Critical Accounting Policies and Estimates
The Company's significant accounting policies are described in Note 1 to the consolidated financial statements included in the Company's Annual Report on Form 10-K for the year ended April 30, 2012. The Company believes its most critical accounting policies to be the recognition of revenue and costs on production contracts and the valuation of inventory. Each of these areas requires the Company to make use of reasoned estimates including estimating the cost to complete a contract, the realizable value of its inventory or the market value of its products. Changes in estimates can have a material impact on the Company's financial position and results of operations.
Revenue Recognition
Revenues under larger, long-term contracts which generally require billings based on achievement of milestones rather than delivery of product, are reported in operating results using the percentage of completion method. On fixed-price contracts, which are typical for commercial and U.S. Government satellite programs and other long-term U.S. Government projects, and which require initial design and development of the product, revenue is recognized on the cost-to-cost method. Under this method, revenue is recorded based upon the ratio that incurred costs bear to total estimated contract costs with related cost of sales recorded as the costs are incurred. Each month management reviews estimated contract costs through a process of aggregating actual costs incurred and updating estimated costs to completion based upon the current available information and status of the contract. The effect of any change in the estimated gross margin percentage for a contract is reflected in revenues in the period in which the change is known. Provisions for anticipated losses on contracts are made in the period in which they become determinable.

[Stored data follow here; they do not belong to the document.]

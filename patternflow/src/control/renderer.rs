//! Turns a [`PatternSchema`] into a widget tree and keeps the parameter store
//! in sync with it.
//!
//! # Flow
//! ```md
//! generate_controls(schema) -> store = defaults, tree rebuilt
//! user interaction          -> store mutated -> on_update(&store)
//! reset_to_defaults(d)      -> store = d, every widget resynced -> on_update
//! render loop               -> params() every frame
//! ```

use std::fmt;

use log::{debug, trace, warn};

use super::image_upload::{ImageFile, UploadError, UploadTicket};
use super::interaction::{Interaction, InteractionOutcome};
use super::param_value::ParamValue;
use super::params::Params;
use super::schema::{PatternSchema, SchemaEntry, WidgetKind};
use super::widgets::{
    WidgetBinding, WidgetState, WidgetTree, format_slider_value,
    snap_slider_value,
};

/// Change-notification callback. Receives the full store after every
/// mutation. Its result is not inspected.
pub type UpdateFn = Box<dyn FnMut(&Params)>;

/// Owns the parameter store and the widget bindings for one pattern at a
/// time. Each open pattern (or thumbnail) gets its own instance.
pub struct ControlRenderer {
    on_update: UpdateFn,
    params: Params,
    tree: WidgetTree,
    session: u64,
    generated: bool,
}

impl ControlRenderer {
    pub fn new<F>(on_update: F) -> Self
    where
        F: FnMut(&Params) + 'static,
    {
        Self {
            on_update: Box::new(on_update),
            params: Params::default(),
            tree: WidgetTree::default(),
            session: 0,
            generated: false,
        }
    }

    /// A renderer whose updates nobody listens to, e.g. for previews where
    /// the render loop polls [`Self::params`]
    pub fn detached() -> Self {
        Self::new(|_| {})
    }

    pub fn has_controls(&self) -> bool {
        self.generated
    }

    pub fn tree(&self) -> &WidgetTree {
        &self.tree
    }

    pub fn binding(&self, name: &str) -> Option<&WidgetBinding> {
        self.tree.binding(name)
    }

    /// Independent copy of the current store
    pub fn params(&self) -> Params {
        self.params.clone()
    }

    /// Borrowing alternative to [`Self::params`] for hot paths
    pub fn params_ref(&self) -> &Params {
        &self.params
    }

    /// Discards every existing widget, seeds the store from the schema's
    /// defaults and builds one binding per parameter entry in schema order.
    /// Widgets are nested under the most recent group marker.
    ///
    /// Entries that cannot be rendered (unrecognized kind, missing or
    /// ill-typed default, duplicate name) are logged and skipped; the rest of
    /// the schema still renders.
    pub fn generate_controls(&mut self, schema: &PatternSchema) {
        self.tree = WidgetTree::default();
        self.params = schema.defaults.clone();
        self.session += 1;
        self.generated = true;

        for entry in &schema.controls {
            match entry {
                SchemaEntry::Group(marker) => {
                    self.tree.open_section(marker.clone());
                }
                SchemaEntry::Unrecognized { name, kind } => {
                    warn!(
                        "Skipping control `{}` with unrecognized type `{}`",
                        name.as_deref().unwrap_or("<unnamed>"),
                        kind
                    );
                }
                SchemaEntry::Param(spec) => {
                    if self.tree.binding(&spec.name).is_some() {
                        warn!(
                            "Skipping duplicate control `{}`. Only the first \
                            declaration is rendered.",
                            spec.name
                        );
                        continue;
                    }

                    let Some(value) = self.params.value(&spec.name) else {
                        warn!(
                            "Skipping control `{}`: no default value",
                            spec.name
                        );
                        continue;
                    };

                    let Some(state) = WidgetState::for_value(spec, value)
                    else {
                        warn!(
                            "Skipping control `{}`: a {} value cannot drive \
                            a {} widget",
                            spec.name,
                            value.type_name(),
                            spec.kind.variant_str()
                        );
                        continue;
                    };

                    if matches!(
                        state,
                        WidgetState::Choice { active: None }
                            | WidgetState::Select { selected: None }
                    ) {
                        warn!(
                            "Default for `{}` is not a valid option index",
                            spec.name
                        );
                    }

                    self.tree.push(WidgetBinding {
                        spec: spec.clone(),
                        state,
                    });
                }
            }
        }

        debug!(
            "Generated {} controls in {} sections",
            self.tree.bindings().len(),
            self.tree.sections().len()
        );
    }

    /// Replaces the store with a copy of `defaults` and brings every widget's
    /// visual state in line with it without rebuilding the tree. Notifies
    /// once, after all widgets are synced.
    pub fn reset_to_defaults(&mut self, defaults: &Params) {
        self.params = defaults.clone();

        for binding in self.tree.bindings_mut() {
            let state = self
                .params
                .value(&binding.spec.name)
                .and_then(|value| WidgetState::for_value(&binding.spec, value));

            match state {
                Some(state) => binding.state = state,
                None => {
                    warn!(
                        "Reset value for `{}` does not fit its widget",
                        binding.spec.name
                    );
                    binding.state = blank_state(&binding.spec.kind);
                }
            }
        }

        self.notify();
    }

    /// Applies one user interaction
    pub fn handle(&mut self, interaction: Interaction) -> InteractionOutcome {
        trace!("Interaction: {:?}", interaction);

        match interaction {
            Interaction::Slide { name, value } => {
                applied(self.slide(&name, value))
            }
            Interaction::Toggle { name } => applied(self.toggle(&name)),
            Interaction::Choose { name, index } => {
                applied(self.choose(&name, index))
            }
            Interaction::Select { name, index } => {
                applied(self.select(&name, index))
            }
            Interaction::OpenPicker { name } => self
                .begin_image_upload(&name)
                .map_or(InteractionOutcome::Ignored, |ticket| {
                    InteractionOutcome::UploadRequested(ticket)
                }),
        }
    }

    /// Slider drag tick. The raw value is clamped and snapped to the
    /// slider's step grid before it is stored.
    pub fn slide(&mut self, name: &str, raw: f32) -> bool {
        if !raw.is_finite() {
            warn!("Ignoring non-finite value for slider `{}`", name);
            return false;
        }

        if !self.params.has(name) {
            return unstored(name);
        }
        let Some(binding) = self.tree.binding_mut(name) else {
            return ignored(name, "slide");
        };
        let WidgetKind::Slider { min, max, step } = binding.spec.kind else {
            return ignored(name, "slide");
        };

        let value = snap_slider_value(raw, min, max, step);
        binding.state = WidgetState::Slider {
            value,
            label: format_slider_value(value, step),
        };

        self.commit(name, ParamValue::Float(value))
    }

    /// Toggle click
    pub fn toggle(&mut self, name: &str) -> bool {
        if !self.params.has(name) {
            return unstored(name);
        }
        let Some(binding) = self.tree.binding_mut(name) else {
            return ignored(name, "toggle");
        };
        let WidgetState::Toggle { active } = &mut binding.state else {
            return ignored(name, "toggle");
        };

        *active = !*active;
        let value = *active;

        self.commit(name, ParamValue::Bool(value))
    }

    /// Click on option `index` of a palette or color widget. Exactly one
    /// option is active afterwards.
    pub fn choose(&mut self, name: &str, index: usize) -> bool {
        if !self.params.has(name) {
            return unstored(name);
        }
        let Some(binding) = self.tree.binding_mut(name) else {
            return ignored(name, "choose");
        };
        let len = match &binding.spec.kind {
            WidgetKind::Palette { options } => options.len(),
            WidgetKind::Color { options } => options.len(),
            _ => return ignored(name, "choose"),
        };
        if index >= len {
            warn!("`{}` has no option {}", name, index);
            return false;
        }

        binding.state = WidgetState::Choice {
            active: Some(index),
        };

        self.commit(name, ParamValue::Index(index))
    }

    /// Dropdown change on an enum select
    pub fn select(&mut self, name: &str, index: usize) -> bool {
        if !self.params.has(name) {
            return unstored(name);
        }
        let Some(binding) = self.tree.binding_mut(name) else {
            return ignored(name, "select");
        };
        let WidgetKind::Select { options } = &binding.spec.kind else {
            return ignored(name, "select");
        };
        if index >= options.len() {
            warn!("`{}` has no option {}", name, index);
            return false;
        }

        binding.state = WidgetState::Select {
            selected: Some(index),
        };

        self.commit(name, ParamValue::Index(index))
    }

    /// Starts an image upload for `name`. The store is untouched until the
    /// returned ticket is completed.
    pub fn begin_image_upload(&mut self, name: &str) -> Option<UploadTicket> {
        match self.tree.binding(name).map(|b| &b.spec.kind) {
            Some(WidgetKind::ImageUpload) => Some(UploadTicket {
                session: self.session,
                name: name.to_string(),
            }),
            _ => {
                ignored(name, "upload");
                None
            }
        }
    }

    /// Finishes an upload started with [`Self::begin_image_upload`]. Failed
    /// reads and tickets from a previous session leave everything as it was.
    /// When several uploads overlap, the last one to complete wins.
    pub fn complete_image_upload(
        &mut self,
        ticket: UploadTicket,
        result: Result<ImageFile, UploadError>,
    ) -> bool {
        if ticket.session != self.session {
            debug!(
                "Dropping upload for `{}` from a previous session",
                ticket.name
            );
            return false;
        }

        let file = match result {
            Ok(file) => file,
            Err(err) => {
                warn!("Image upload for `{}` failed: {}", ticket.name, err);
                return false;
            }
        };

        if !self.params.has(&ticket.name) {
            return unstored(&ticket.name);
        }
        let Some(binding) = self.tree.binding_mut(&ticket.name) else {
            return ignored(&ticket.name, "upload");
        };

        let uri = file.to_data_uri();
        binding.state = WidgetState::ImageUpload {
            preview: Some(uri.clone()),
        };
        debug!(
            "Loaded {} ({}, {} bytes) into `{}`",
            file.name,
            file.mime,
            file.bytes.len(),
            ticket.name
        );

        self.commit(&ticket.name, ParamValue::Text(uri))
    }

    fn commit(&mut self, name: &str, value: ParamValue) -> bool {
        if !self.params.set(name, value) {
            return unstored(name);
        }
        self.notify();
        true
    }

    fn notify(&mut self) {
        (self.on_update)(&self.params);
    }
}

impl Default for ControlRenderer {
    fn default() -> Self {
        Self::detached()
    }
}

impl fmt::Debug for ControlRenderer {
    fn fmt(&self, f: &mut fmt::Formatter<'_>) -> fmt::Result {
        f.debug_struct("ControlRenderer")
            .field("params", &self.params)
            .field("tree", &self.tree)
            .field("session", &self.session)
            .field("on_update", &"<function>")
            .finish()
    }
}

fn applied(ok: bool) -> InteractionOutcome {
    if ok {
        InteractionOutcome::Applied
    } else {
        InteractionOutcome::Ignored
    }
}

fn ignored(name: &str, action: &str) -> bool {
    warn!("Cannot {} `{}`: no matching control", action, name);
    false
}

/// Widgets whose name is missing from the store stay inert so their visual
/// state never drifts from the store
fn unstored(name: &str) -> bool {
    warn!("`{}` is not in the parameter store", name);
    false
}

fn blank_state(kind: &WidgetKind) -> WidgetState {
    match kind {
        WidgetKind::Slider { min, step, .. } => WidgetState::Slider {
            value: *min,
            label: format_slider_value(*min, *step),
        },
        WidgetKind::Toggle => WidgetState::Toggle { active: false },
        WidgetKind::Palette { .. } | WidgetKind::Color { .. } => {
            WidgetState::Choice { active: None }
        }
        WidgetKind::Select { .. } => WidgetState::Select { selected: None },
        WidgetKind::ImageUpload => WidgetState::ImageUpload { preview: None },
    }
}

On production-type orders, revenue is recorded as units are delivered with the related cost of sales recognized on each shipment based upon a percentage of estimated final program costs.
Changes in job performance on long-term contracts and production-type orders may result in revisions to costs and income and are recognized in the period in which revisions are determined to be required. Provisions for anticipated losses on customer orders are made in the period in which they become determinable.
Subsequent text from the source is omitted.